L'Italia fatta in casa. Alesina e Ichino svelano la vera ricchezza degli italiani

il 22/04/2010 - Redazione

Comitati per le pari opportunità da costituirsi dentro le mura domestiche e una tassazione inferiore per il lavoro femminile rispetto a quello maschile. Con queste due proposte provocatorie e scioccanti si è conclusa a Firenze la presentazione del libro “L’Italia fatta in casa" (Mondadori) di Alberto Alesina e Andrea Ichino. Con gli autori erano presenti anche Franca Alevich, sociologa del lavoro e preside della facoltà di Scienze Politiche all’Università di Firenze, e i senatori Enrico Morando e Massimo Livi Bacci.

Docente di economia a Bologna, Andrea Ichino ha introdotto l’incontro con l’auspicio che il suo libro sia in grado di suscitare “un dibattito interessante sulla gestione del welfare, della famiglia e delle politiche sociali in Italia”. L’Italia fatta in casa, indagine sulla vera ricchezza degli italiani, parte dall’analisi della famiglia italiana e di come questa produca tanti beni e servizi che, pur non rientrando nel Pil, contribuiscono egualmente a produrre ricchezza.

Ma perché la famiglia è il fulcro del dibattito? Essenzialmente perché gli italiani, in particolare le donne, dedicano buona parte del loro tempo alla gestione della casa, assistenza dei figli, cura per gli anziani, facendo sì che si possa parlare di un modello di welfare fatto in casa, cioè tra le mura domestiche. Ma tutto questo ha i suoi pro e contro. Infatti, questo sistema crea conseguenze non sempre desiderabili per i rapporti tra donne e uomini, per la creazione del capitale sociale, per il sistema educativo, per il mercato del lavoro e per la struttura del welfare state.
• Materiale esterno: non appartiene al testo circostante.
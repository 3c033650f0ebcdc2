use std::time::{Duration, Instant};

const BRAILLE_FRAMES: &[&str] = &["⠋", "⠙", "⠹", "⠸", "⠼", "⠴", "⠦", "⠧", "⠇", "⠏"];
const ASCII_FRAMES: &[&str] = &["|", "/", "-", "\\"];

/// Busy indicator advanced by the UI loop
#[derive(Debug, Clone)]
pub struct Spinner {
    frames: &'static [&'static str],
    frame_index: usize,
    last_update: Instant,
    speed: Duration,
}

impl Spinner {
    pub fn new(use_glyphs: bool) -> Self {
        let (frames, speed_ms) = if use_glyphs {
            (BRAILLE_FRAMES, 80)
        } else {
            (ASCII_FRAMES, 100)
        };
        Self {
            frames,
            frame_index: 0,
            last_update: Instant::now(),
            speed: Duration::from_millis(speed_ms),
        }
    }

    /// Advance if enough time has passed and return the frame to draw
    pub fn tick(&mut self) -> &'static str {
        let now = Instant::now();
        if now.duration_since(self.last_update) >= self.speed {
            self.frame_index = (self.frame_index + 1) % self.frames.len();
            self.last_update = now;
        }
        self.frames[self.frame_index]
    }

    pub fn current_frame(&self) -> &'static str {
        self.frames[self.frame_index]
    }

    pub fn reset(&mut self) {
        self.frame_index = 0;
        self.last_update = Instant::now();
    }
}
Il libro sottolinea come il nostro sistema di produzione sia per certi versi anomalo rispetto a quello degli altri paesi europei e, in generale, agli Stati dalle economie più avanzate. In Italia, infatti, la famiglia è il cuore pulsante, “una formidabile unità produttiva, erogatrice di servizi ed al tempo stesso Piovra che, tra le sue spire, soffoca il Paese in un’immobilità sociale ed in una diffidenza verso tutto ciò che sta fuori dalle mura di casa che frenano lo sviluppo”.

Tra i temi toccati anche la differenza di genere, analizzata da molteplici punti di vista, con l’Italia che ha il tasso di occupazione femminile al 45%), ancora lontano dalle percentuali europee e da quanto previsto dal Trattato di Lisbona che prevede il 60% entro il 2010; e la non equilibrata divisione dei compiti domestici tra marito e moglie che comporta il perpetuarsi della disuguaglianza tra uomini e donne nel mondo del lavoro. Con la proposta provocatoria, appunto, che i Comitati per le pari opportunità debbano essere costituiti dentro casa e non fuori; e con il suggerimento alla politica di introdurre delle misure per tassare il lavoro femminile in misura inferiore di quello maschile. Il testo, che sicuramente è destinato a rimanere nel tempo come studio serio e documentato delle tante economie che si realizzano tra le pareti domestiche, ha anche il grande pregio di proporre un linguaggio semplice e divertente, adatto non solo per gli addetti ai lavori.